Hi Griggser. So sorry you in so much pain at 9mg and struggling to work. I have only managed to get from 40mg to 12mg with Mycophenolate and also in pain. Officially retired on ill health now. My esr and crp bloods have gone up again with reduction of steroids but my Neurologist says to keep reducing even at slow pace. Still waiting to see Rheumatologist since June 2014. Disgraceful I know. I guess you will probably be told to increase steroids to the level at which you last felt no pain which is frustrating as I am sure it has been a struggle to reduce to 9mg. However if it helps you to live a more pain free life it might be the better option. Best of luck to you.
Thanks Caroline, I hope you get your pain under control soon.
I have to say I don't see how a REDUCTION would confirm PMR. A lot of things will respond to high doses of pred, not just PMR. And just because you responded originally to 15mg (which DOES suggest PMR) it doesn't mean that is what you still have. Many people who are told PMR to start with have that dx revised later. Does PMR morph? Or does it just mean you have both PMR and something else?
However - where did you last have decent pain relief? That would appear to be where you need to be until the rheumy can find another answer.
Well it's been quite a journey! I've been up as high as 40mg but when I got back to 20mg the pain did start but not as bad as now. I did email the consultant last night and he has advised to revert back to 12.5 until I see him next Thursday. It's at this appointment that we will discuss the diagnosis and if pmr is correct.

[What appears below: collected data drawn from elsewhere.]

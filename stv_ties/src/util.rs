// Copyright 2021-2025 Andrew Conway.
// This file is part of ConcreteSTV.
// ConcreteSTV is free software: you can redistribute it and/or modify it under the terms of the GNU Affero General Public License as published by the Free Software Foundation, either version 3 of the License, or (at your option) any later version.
// ConcreteSTV is distributed in the hope that it will be useful, but WITHOUT ANY WARRANTY; without even the implied warranty of MERCHANTABILITY or FITNESS FOR A PARTICULAR PURPOSE.  See the GNU Affero General Public License for more details.
// You should have received a copy of the GNU Affero General Public License along with ConcreteSTV.  If not, see <https://www.gnu.org/licenses/>.

use std::hash::Hash;
use std::collections::{BTreeSet, HashSet};

/// A little utility to collect all unique values that pass by.
pub struct CollectAll<T:Ord> {
    all : BTreeSet<T>
}

impl <T:Ord> Default for CollectAll<T> {
    fn default() -> Self { CollectAll{ all: BTreeSet::default() } }
}

impl <T:Ord> CollectAll<T> {
    pub fn add(&mut self,t:T) { self.all.insert(t); }
    pub fn len(&self) -> usize { self.all.len() }
    pub fn is_empty(&self) -> bool { self.all.is_empty() }

    /// clear and return a sorted list of unique elements.
    pub fn take(&mut self) -> Vec<T> {
        std::mem::take(&mut self.all).into_iter().collect()
    }
}

impl<T:Ord> Extend<T> for CollectAll<T>
{
    #[inline]
    fn extend<I: IntoIterator<Item = T>>(&mut self, iter: I) { self.all.extend(iter); }

}

impl<'a, T> Extend<&'a T> for CollectAll<T>
    where
        T: 'a + Copy + Ord,
{
    #[inline]
    fn extend<I: IntoIterator<Item = &'a T>>(&mut self, iter: I) {
        self.extend(iter.into_iter().cloned());
    }

}

/// Remove all but the first of any elements with equal keys, otherwise keeping the order.
pub fn retain_first_occurrences<T,K:Eq+Hash,F:Fn(&T)->K>(list:&mut Vec<T>,key:F) {
    let mut seen : HashSet<K> = HashSet::new();
    list.retain(|e|seen.insert(key(e)));
}

#[cfg(test)]
mod tests {
    use super::*;

    #[test]
    fn test_collect_all() {
        let mut collect = CollectAll::default();
        collect.add(3);
        collect.extend(&[1,3,2]);
        collect.extend(vec![5]);
        assert_eq!(4,collect.len());
        assert_eq!(vec![1,2,3,5],collect.take());
        assert!(collect.is_empty());
    }

    #[test]
    fn test_retain_first_occurrences() {
        let mut list = vec![(1,'a'),(2,'b'),(1,'c'),(3,'d'),(2,'e')];
        retain_first_occurrences(&mut list,|(k,_)|*k);
        assert_eq!(vec![(1,'a'),(2,'b'),(3,'d')],list);
    }
}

So saw my rheumy on Thursday and he agrees that pmr is the correct diagnosis. My crp levels had gone up to 24 and with the symptoms I was experiencing were enough to confirm this. We agreed that I should increase the preds to 15mg and he also wants me to try a different steroid sparing drug. I can't remember the name, I have tried methotrexate, azathriapine, and mycophenalte, so will need to see the letter from him next week. He did say that this new drug can affect the bowels and cause diahorrea and can also affect the liver so weekly blood test for a while and then monthly. Again this new drug will not show any benefit for about 6 weeks. I can't remember what he said about then reducing preds, so again need to see the letter from him (pred brain!) , however I feel I need to stabilise on 15mg for 4 weeks. Currently signed off work and so glad I am as its a real struggle just to do normal household chores, shopping etc. Can't believe how much pain I am constantly in especially in the mornings. My hips are really bad and my feet are also bad especially after driving, it takes a while to get going once I get out of the car!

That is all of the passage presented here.